*Data items*
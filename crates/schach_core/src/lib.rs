pub mod attacks;
pub mod bitboard;
pub mod board;
pub mod movegen;
pub mod notation;
pub mod perft;
pub mod time_control;
pub mod types;
pub mod zobrist;

// Re-export board logic shared by every engine
pub use attacks::*;
pub use bitboard::*;
pub use board::*;
pub use movegen::*;
pub use notation::*;
pub use perft::perft;
pub use time_control::*;
pub use types::*;
pub use zobrist::ZOBRIST;

// =============================================================================
// Engine trait
// =============================================================================

/// Result of a search operation
#[derive(Debug, Clone, Default, PartialEq, Eq)]
pub struct SearchResult {
    /// The best move found (None if no legal moves, or at depth 0)
    pub best_move: Option<Move>,
    /// Evaluation score in centipawns from the mover's perspective
    pub score: i32,
    /// Search depth reached
    pub depth: u8,
    /// Number of nodes searched
    pub nodes: u64,
    /// Principal variation, starting with `best_move`
    pub pv: Vec<Move>,
    /// Whether search was stopped early by time, node budget or `stop()`
    pub stopped: bool,
}

/// Receives the partial result after every completed iteration.
pub type ProgressCallback = Box<dyn FnMut(&SearchResult) + Send>;

/// Trait implemented by search engines.
///
/// The execution bridge drives engines through this trait so that it does not
/// depend on a particular search implementation.
pub trait Engine: Send {
    /// Search the position for `color` within the given limits.
    fn search(&mut self, board: &Board, color: Color, limits: SearchLimits) -> SearchResult;

    /// Returns the engine's name
    fn name(&self) -> &str;

    /// Returns the engine's author
    fn author(&self) -> &str {
        "schach9"
    }

    /// Reset internal state for a new game (clear hash tables, history, etc.)
    fn new_game(&mut self) {}

    /// Optional: set a named option. Returns true if the option was recognized.
    fn set_option(&mut self, _name: &str, _value: &str) -> bool {
        false
    }

    /// Register or clear the per-iteration progress callback.
    fn set_progress_callback(&mut self, _callback: Option<ProgressCallback>) {}
}
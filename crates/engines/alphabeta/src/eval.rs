//! Static evaluation.
//!
//! Every term is summed as White minus Black and the total is negated for
//! Black, so `evaluate(b, White) == -evaluate(b, Black)` holds exactly and a
//! color-flipped board scores the same for the flipped side.
//!
//! A [`Personality`] reweights whole terms before they are combined, which
//! keeps that symmetry for every weight set.

use std::str::FromStr;

use schach_core::{
    Bitboard, Board, Color, PieceKind, col_of, king_attacks, pawn_attacks, pawn_front_span,
    piece_attacks, row_of,
};
use serde::{Deserialize, Serialize};

use crate::pst::pst;

/// Centipawn value per piece kind, indexed by `PieceKind::idx`.
pub const PIECE_VALUES: [i32; PieceKind::COUNT] = [100, 320, 330, 500, 900, 20_000, 600, 700, 1000];

/// Phase contribution of each kind; pawns and kings count nothing.
const PHASE_WEIGHTS: [i32; PieceKind::COUNT] = [0, 1, 1, 2, 4, 0, 3, 3, 4];

/// Phase of the start position. Larger totals are clamped.
pub const MAX_PHASE: i32 = 28;

/// Attack units per zone square hit, by attacker kind.
const KING_ATTACK_WEIGHTS: [i32; PieceKind::COUNT] = [10, 20, 20, 30, 50, 0, 40, 45, 60];

/// Scale applied to attack units by the number of distinct attackers, in sixteenths.
const ATTACKER_SCALE: [i32; 8] = [0, 8, 12, 14, 15, 16, 16, 16];

const MOBILITY_WEIGHT: i32 = 3;
const BISHOP_PAIR: i32 = 50;
const DOUBLED_PAWN: i32 = 15;
const ISOLATED_PAWN: i32 = 20;
const LINKED_PAWN: i32 = 10;
const MOP_UP_MARGIN: i32 = 200;

/// Playing style: which evaluation terms the engine cares about most.
#[derive(Debug, Clone, Copy, Default, PartialEq, Eq, Serialize, Deserialize)]
#[serde(rename_all = "lowercase")]
pub enum Personality {
    #[default]
    Normal,
    /// Prefers active pieces over pawn structure and king cover.
    Aggressive,
    /// Prefers pawn structure and king safety over activity.
    Solid,
    /// Undervalues material and activity a little.
    Gentle,
}

impl Personality {
    pub const ALL: [Personality; 4] = [
        Personality::Normal,
        Personality::Aggressive,
        Personality::Solid,
        Personality::Gentle,
    ];

    pub fn as_str(self) -> &'static str {
        match self {
            Personality::Normal => "normal",
            Personality::Aggressive => "aggressive",
            Personality::Solid => "solid",
            Personality::Gentle => "gentle",
        }
    }

    pub fn weights(self) -> EvalWeights {
        let normal = EvalWeights::default();
        match self {
            Personality::Normal => normal,
            Personality::Aggressive => EvalWeights {
                attack: 140,
                pawn_structure: 70,
                king_safety: 80,
                ..normal
            },
            Personality::Solid => EvalWeights {
                attack: 70,
                pawn_structure: 130,
                king_safety: 140,
                ..normal
            },
            Personality::Gentle => EvalWeights {
                material: 90,
                attack: 80,
                ..normal
            },
        }
    }
}

impl FromStr for Personality {
    type Err = String;

    fn from_str(s: &str) -> Result<Self, Self::Err> {
        Personality::ALL
            .into_iter()
            .find(|p| p.as_str().eq_ignore_ascii_case(s))
            .ok_or_else(|| format!("unknown personality '{s}'"))
    }
}

/// Per-term weights in percent.
#[derive(Debug, Clone, Copy, PartialEq, Eq)]
pub struct EvalWeights {
    /// Piece values.
    pub material: i32,
    /// Mobility of the pieces.
    pub attack: i32,
    /// Doubled, isolated, linked and passed pawns.
    pub pawn_structure: i32,
    /// Pressure on the king zone.
    pub king_safety: i32,
}

impl Default for EvalWeights {
    fn default() -> Self {
        Self {
            material: 100,
            attack: 100,
            pawn_structure: 100,
            king_safety: 100,
        }
    }
}

#[inline]
pub fn piece_value(kind: PieceKind) -> i32 {
    PIECE_VALUES[kind.idx()]
}

/// Score of `board` in centipawns; positive favors `color`.
pub fn evaluate(board: &Board, color: Color) -> i32 {
    evaluate_with(board, color, &EvalWeights::default())
}

/// [`evaluate`] with the terms reweighted by `weights`.
pub fn evaluate_with(board: &Board, color: Color, weights: &EvalWeights) -> i32 {
    let white = white_relative(board, weights);
    match color {
        Color::White => white,
        Color::Black => -white,
    }
}

/// `term` scaled by a percentage. Truncates toward zero, so `-term` scales to
/// exactly the negation.
#[inline]
fn weighted(term: i32, percent: i32) -> i32 {
    term * percent / 100
}

fn sign(color: Color) -> i32 {
    match color {
        Color::White => 1,
        Color::Black => -1,
    }
}

fn white_relative(board: &Board, weights: &EvalWeights) -> i32 {
    let occupied = board.occupied();
    // Terms outside `mg`/`eg` are not phase-scaled.
    let mut flat = 0;
    let mut mg = 0;
    let mut eg = 0;
    let mut phase = 0;
    let mut material = [0i32; 2];
    let mut balance = 0;
    let mut mobility = 0;
    let mut danger = 0;

    for (s, pc) in board.pieces() {
        let sign = sign(pc.color);
        let value = piece_value(pc.kind);
        balance += sign * value;
        if pc.kind != PieceKind::King {
            material[pc.color.idx()] += value;
        }
        phase += PHASE_WEIGHTS[pc.kind.idx()];

        let (m, e) = pst(pc.kind, pc.color, s);
        mg += sign * m;
        eg += sign * e;

        if !matches!(pc.kind, PieceKind::Pawn | PieceKind::King) {
            let reach = piece_attacks(pc.kind, pc.color, s, occupied) & !board.occupancy(pc.color);
            mobility += sign * MOBILITY_WEIGHT * reach.popcount() as i32;
        }
    }

    let (mut pawns_mg, mut pawns_eg) = (0, 0);
    for color in Color::ALL {
        let sign = sign(color);
        let (pm, pe) = pawn_structure(board, color);
        pawns_mg += sign * pm;
        pawns_eg += sign * pe;
        if board.pieces_of(color, PieceKind::Bishop).popcount() >= 2 {
            flat += sign * BISHOP_PAIR;
        }
        danger += sign * king_danger(board, color);
    }

    flat += weighted(balance, weights.material) + weighted(mobility, weights.attack)
        - weighted(danger, weights.king_safety);
    mg += weighted(pawns_mg, weights.pawn_structure);
    eg += weighted(pawns_eg, weights.pawn_structure);

    let phase = phase.min(MAX_PHASE);
    eg += mop_up(board, material, phase);

    flat + (mg * phase + eg * (MAX_PHASE - phase)) / MAX_PHASE
}

/// Penalty for enemy pressure on the 3×3 zone around `color`'s king.
///
/// Each enemy piece other than the king that attacks or stands on a zone
/// square contributes its weight once per square it hits. The sum is scaled
/// by how many distinct pieces take part. Zero when the king is missing.
pub fn king_danger(board: &Board, color: Color) -> i32 {
    let Some(ksq) = board.king_sq(color) else {
        return 0;
    };
    let zone = king_attacks(ksq) | Bitboard::from_square(ksq);
    let enemy = color.other();
    let occupied = board.occupied();

    let mut units = 0;
    let mut attackers = 0usize;
    for s in board.occupancy(enemy) {
        let Some(pc) = board.piece_at(s) else {
            continue;
        };
        if pc.kind == PieceKind::King {
            continue;
        }
        let reach = piece_attacks(pc.kind, enemy, s, occupied) | Bitboard::from_square(s);
        let hits = (reach & zone).popcount() as i32;
        if hits > 0 {
            units += KING_ATTACK_WEIGHTS[pc.kind.idx()] * hits;
            attackers += 1;
        }
    }

    units * ATTACKER_SCALE[attackers.min(ATTACKER_SCALE.len() - 1)] / 16
}

/// Bonus for a passed pawn that has advanced `progress` rows.
pub fn passed_pawn_bonus(progress: i32, supported: bool) -> i32 {
    let base = progress * progress * 5;
    if supported { base * 13 / 10 } else { base }
}

/// Rows advanced from the owner's back rank.
fn pawn_progress(sq: u8, color: Color) -> i32 {
    let row = row_of(sq) as i32;
    match color {
        Color::White => 8 - row,
        Color::Black => row,
    }
}

/// Midgame and endgame pawn-structure score for one side.
fn pawn_structure(board: &Board, color: Color) -> (i32, i32) {
    let own = board.pieces_of(color, PieceKind::Pawn);
    let enemy = board.pieces_of(color.other(), PieceKind::Pawn);

    let mut files = [0i32; 9];
    for s in own {
        files[col_of(s) as usize] += 1;
    }

    let mut penalty = 0;
    for (col, &count) in files.iter().enumerate() {
        if count == 0 {
            continue;
        }
        if count > 1 {
            penalty += DOUBLED_PAWN * (count - 1);
        }
        let left = col.checked_sub(1).map_or(0, |c| files[c]);
        let right = files.get(col + 1).copied().unwrap_or(0);
        if left + right == 0 {
            penalty += ISOLATED_PAWN * count;
        }
    }

    let mut mg = -penalty;
    let mut eg = -penalty;
    for s in own {
        // A friendly pawn on either square diagonally behind.
        let supported = !(pawn_attacks(s, color.other()) & own).is_empty();
        if (pawn_front_span(s, color) & enemy).is_empty() {
            let bonus = passed_pawn_bonus(pawn_progress(s, color), supported);
            mg += bonus;
            eg += 2 * bonus;
        } else if supported {
            mg += LINKED_PAWN;
            eg += LINKED_PAWN;
        }
    }
    (mg, eg)
}

/// Endgame drive of the losing king toward the edge, White minus Black.
fn mop_up(board: &Board, material: [i32; 2], phase: i32) -> i32 {
    // Only once the endgame weight exceeds 0.4.
    if phase * 10 >= MAX_PHASE * 6 {
        return 0;
    }
    let lead = material[0] - material[1];
    let winner = if lead > MOP_UP_MARGIN {
        Color::White
    } else if lead < -MOP_UP_MARGIN {
        Color::Black
    } else {
        return 0;
    };
    let (Some(own), Some(theirs)) = (board.king_sq(winner), board.king_sq(winner.other())) else {
        return 0;
    };

    let center = (row_of(theirs) - 4).abs() + (col_of(theirs) - 4).abs();
    let distance = (row_of(own) - row_of(theirs)).abs() + (col_of(own) - col_of(theirs)).abs();
    sign(winner) * (center as i32 * 10 + (14 - distance as i32) * 4)
}

#[cfg(test)]
#[path = "eval_tests.rs"]
mod eval_tests;
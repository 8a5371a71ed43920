//! Opening book.
//!
//! Maps a position key (`<diagram> <w|b>`) to weighted candidate moves. The
//! book is read-only once loaded and only consulted at the root.
//!
//! ```json
//! { "positions": { "<diagram> w": [ { "move": "e2e4", "weight": 40 } ] } }
//! ```

use std::collections::HashMap;
use std::path::Path;

use rand::distributions::{Distribution, WeightedIndex};
use rand::Rng;
use schach_core::{parse_move, parse_move_text, position_key, Board, Color, Move};
use serde::{Deserialize, Serialize};

use crate::error::{EngineError, Result};

const BUILTIN_BOOK: &str = include_str!("../data/opening_book.json");

#[derive(Debug, Clone, PartialEq, Eq, Serialize, Deserialize)]
pub struct BookMove {
    #[serde(rename = "move")]
    pub mv: String,
    pub weight: u32,
}

#[derive(Debug, Clone, Default, PartialEq, Eq, Serialize, Deserialize)]
pub struct OpeningBook {
    positions: HashMap<String, Vec<BookMove>>,
}

/// How to choose among the book moves of a position.
#[derive(Debug, Clone, Copy, PartialEq, Eq)]
pub enum BookChoice {
    /// Always the highest weight.
    Best,
    /// Random, proportional to weight.
    Weighted,
}

impl OpeningBook {
    /// Empty book; every query misses.
    pub fn new() -> Self {
        Self::default()
    }

    /// Common first moves and replies from the start position.
    pub fn builtin() -> Self {
        // The bundled data is covered by tests.
        Self::from_json(BUILTIN_BOOK).unwrap_or_default()
    }

    /// Parse a book, rejecting entries whose move text is malformed.
    pub fn from_json(text: &str) -> Result<Self> {
        let book: OpeningBook = serde_json::from_str(text)?;
        for (key, moves) in &book.positions {
            for entry in moves {
                if parse_move_text(&entry.mv).is_err() {
                    return Err(EngineError::BookMove {
                        key: key.clone(),
                        mv: entry.mv.clone(),
                    });
                }
            }
        }
        Ok(book)
    }

    pub fn load(path: impl AsRef<Path>) -> Result<Self> {
        let text = std::fs::read_to_string(path)?;
        Self::from_json(&text)
    }

    pub fn len(&self) -> usize {
        self.positions.len()
    }

    pub fn is_empty(&self) -> bool {
        self.positions.is_empty()
    }

    /// Iterate over `(position key, moves)` pairs.
    pub fn entries(&self) -> impl Iterator<Item = (&str, &[BookMove])> {
        self.positions
            .iter()
            .map(|(k, v)| (k.as_str(), v.as_slice()))
    }

    pub fn query(&self, board: &Board, color: Color) -> Option<&[BookMove]> {
        self.positions
            .get(&position_key(board, color))
            .map(Vec::as_slice)
            .filter(|moves| !moves.is_empty())
    }

    /// Pick a legal book move for this position, if any.
    ///
    /// Entries that are not legal here are skipped; when none remain the
    /// caller falls back to searching.
    pub fn pick<R: Rng + ?Sized>(
        &self,
        board: &Board,
        color: Color,
        choice: BookChoice,
        rng: &mut R,
    ) -> Option<Move> {
        let candidates: Vec<(Move, u32)> = self
            .query(board, color)?
            .iter()
            .filter_map(|e| parse_move(board, color, &e.mv).ok().map(|mv| (mv, e.weight)))
            .collect();
        if candidates.is_empty() {
            return None;
        }

        match choice {
            BookChoice::Best => candidates
                .iter()
                .max_by_key(|(_, weight)| *weight)
                .map(|&(mv, _)| mv),
            // All-zero weights fall back to the first entry.
            BookChoice::Weighted => match WeightedIndex::new(candidates.iter().map(|c| c.1)) {
                Ok(dist) => Some(candidates[dist.sample(rng)].0),
                Err(_) => Some(candidates[0].0),
            },
        }
    }
}

#[cfg(test)]
#[path = "book_tests.rs"]
mod book_tests;
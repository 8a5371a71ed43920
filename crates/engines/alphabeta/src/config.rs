//! Engine configuration.
//!
//! Loaded from TOML. Every field is optional; a `[difficulty.<label>]` table
//! replaces that level's parameters as a whole, so it must list all of them.
//!
//! ```toml
//! tt_capacity = 262144
//! aspiration_window = 40
//! use_book = true
//! personality = "solid"
//!
//! [difficulty.easy]
//! max_depth = 2
//! pruning = { null_move = false, null_move_reduction = 2, adaptive_null_move = false, late_move_reduction = false, lmr_move_threshold = 4 }
//! randomization = { candidates = 3, best_move_probability = 0.7 }
//! ```

use std::path::{Path, PathBuf};

use schach_core::Difficulty;
use serde::{Deserialize, Serialize};

use crate::error::{EngineError, Result};
use crate::eval::Personality;

#[derive(Debug, Clone, PartialEq, Serialize, Deserialize)]
#[serde(default)]
pub struct EngineConfig {
    /// Transposition table slots, rounded up to a power of two.
    pub tt_capacity: usize,
    /// Half-width of the aspiration window in centipawns. Zero disables it.
    pub aspiration_window: i32,
    /// Default per-move time limit when a request carries none.
    pub move_time_ms: Option<u64>,
    pub use_book: bool,
    /// Opening book JSON replacing the built-in book.
    pub book_path: Option<PathBuf>,
    /// Evaluation style used by every search.
    pub personality: Personality,
    pub difficulty: DifficultyTable,
}

impl Default for EngineConfig {
    fn default() -> Self {
        Self {
            tt_capacity: 1 << 16,
            aspiration_window: 50,
            move_time_ms: None,
            use_book: true,
            book_path: None,
            personality: Personality::default(),
            difficulty: DifficultyTable::default(),
        }
    }
}

impl EngineConfig {
    pub fn from_toml_str(text: &str) -> Result<Self> {
        let config: Self = toml::from_str(text)?;
        config.validate()?;
        Ok(config)
    }

    pub fn load(path: impl AsRef<Path>) -> Result<Self> {
        let text = std::fs::read_to_string(path)?;
        Self::from_toml_str(&text)
    }

    /// Reject difficulty levels the search cannot play.
    pub fn validate(&self) -> Result<()> {
        for difficulty in Difficulty::ALL {
            self.difficulty
                .get(difficulty)
                .validate()
                .map_err(|reason| EngineError::Difficulty { difficulty, reason })?;
        }
        Ok(())
    }
}

#[derive(Debug, Clone, PartialEq, Serialize, Deserialize)]
#[serde(default)]
pub struct DifficultyTable {
    pub beginner: DifficultyParams,
    pub easy: DifficultyParams,
    pub medium: DifficultyParams,
    pub hard: DifficultyParams,
    pub expert: DifficultyParams,
}

impl DifficultyTable {
    pub fn get(&self, difficulty: Difficulty) -> &DifficultyParams {
        match difficulty {
            Difficulty::Beginner => &self.beginner,
            Difficulty::Easy => &self.easy,
            Difficulty::Medium => &self.medium,
            Difficulty::Hard => &self.hard,
            Difficulty::Expert => &self.expert,
        }
    }
}

impl Default for DifficultyTable {
    fn default() -> Self {
        Self {
            beginner: DifficultyParams {
                max_depth: 1,
                pruning: PruningParams::disabled(),
                randomization: Randomization {
                    candidates: 5,
                    best_move_probability: 0.0,
                },
            },
            easy: DifficultyParams {
                max_depth: 2,
                pruning: PruningParams::disabled(),
                randomization: Randomization {
                    candidates: 3,
                    best_move_probability: 0.7,
                },
            },
            medium: DifficultyParams {
                max_depth: 3,
                pruning: PruningParams {
                    null_move_reduction: 2,
                    ..PruningParams::enabled()
                },
                randomization: Randomization {
                    candidates: 2,
                    best_move_probability: 0.7,
                },
            },
            hard: DifficultyParams {
                max_depth: 4,
                pruning: PruningParams::enabled(),
                randomization: Randomization::best_only(),
            },
            expert: DifficultyParams {
                max_depth: 5,
                pruning: PruningParams {
                    adaptive_null_move: true,
                    ..PruningParams::enabled()
                },
                randomization: Randomization::best_only(),
            },
        }
    }
}

#[derive(Debug, Clone, PartialEq, Serialize, Deserialize)]
pub struct DifficultyParams {
    /// Ceiling on the requested search depth.
    pub max_depth: u8,
    pub pruning: PruningParams,
    pub randomization: Randomization,
}

impl DifficultyParams {
    /// Parameters approximating a player rated `elo`. The depth is the one
    /// searched, not a ceiling.
    pub fn for_elo(elo: u32) -> Self {
        let max_depth = match elo {
            0..=999 => 3,
            1000..=1399 => 4,
            1400..=1799 => 5,
            1800..=2199 => 6,
            _ => 8,
        };
        let pruning = match elo {
            0..=999 => PruningParams::disabled(),
            1000..=2199 => PruningParams::enabled(),
            _ => PruningParams {
                adaptive_null_move: true,
                ..PruningParams::enabled()
            },
        };
        // Weaker players sometimes miss the best move.
        let randomization = match elo {
            0..=999 => Randomization {
                candidates: 3,
                best_move_probability: 0.6,
            },
            1000..=1399 => Randomization {
                candidates: 2,
                best_move_probability: 0.85,
            },
            _ => Randomization::best_only(),
        };
        Self {
            max_depth,
            pruning,
            randomization,
        }
    }

    fn validate(&self) -> std::result::Result<(), String> {
        if self.pruning.null_move_reduction < 0 {
            return Err(format!(
                "null_move_reduction {} is negative",
                self.pruning.null_move_reduction
            ));
        }
        self.randomization.validate()
    }
}

#[derive(Debug, Clone, PartialEq, Serialize, Deserialize)]
pub struct PruningParams {
    pub null_move: bool,
    /// Base reduction R of the null-move search.
    pub null_move_reduction: i32,
    /// Add `depth / 6` to R.
    pub adaptive_null_move: bool,
    pub late_move_reduction: bool,
    /// Moves searched at full depth before LMR applies.
    pub lmr_move_threshold: usize,
}

impl PruningParams {
    pub fn enabled() -> Self {
        Self {
            null_move: true,
            null_move_reduction: 3,
            adaptive_null_move: false,
            late_move_reduction: true,
            lmr_move_threshold: 4,
        }
    }

    pub fn disabled() -> Self {
        Self {
            null_move: false,
            late_move_reduction: false,
            ..Self::enabled()
        }
    }
}

#[derive(Debug, Clone, PartialEq, Serialize, Deserialize)]
pub struct Randomization {
    /// How many of the best root moves may be played.
    pub candidates: usize,
    /// Chance of playing the best move when `candidates > 1`.
    pub best_move_probability: f64,
}

impl Randomization {
    pub fn best_only() -> Self {
        Self {
            candidates: 1,
            best_move_probability: 1.0,
        }
    }

    fn validate(&self) -> std::result::Result<(), String> {
        if self.candidates == 0 {
            return Err("candidates must be at least 1".into());
        }
        let p = self.best_move_probability;
        if !(0.0..=1.0).contains(&p) {
            return Err(format!("best_move_probability {p} is outside 0..=1"));
        }
        Ok(())
    }
}

#[cfg(test)]
#[path = "config_tests.rs"]
mod config_tests;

*DESCRIPTION OF THE TASK*
Retype the records above from the very first line down to the line with "pub use time_control::*;", keeping both of those lines. Include nothing beyond them.

*RESPONSE TO THIS TASK*
filename crates/schach_core/src/lib.rs
pub mod attacks;
pub mod bitboard;
pub mod board;
pub mod movegen;
pub mod notation;
pub mod perft;
pub mod time_control;
pub mod types;
pub mod zobrist;

// Re-export board logic shared by every engine
pub use attacks::*;
pub use bitboard::*;
pub use board::*;
pub use movegen::*;
pub use notation::*;
pub use perft::perft;
pub use time_control::*;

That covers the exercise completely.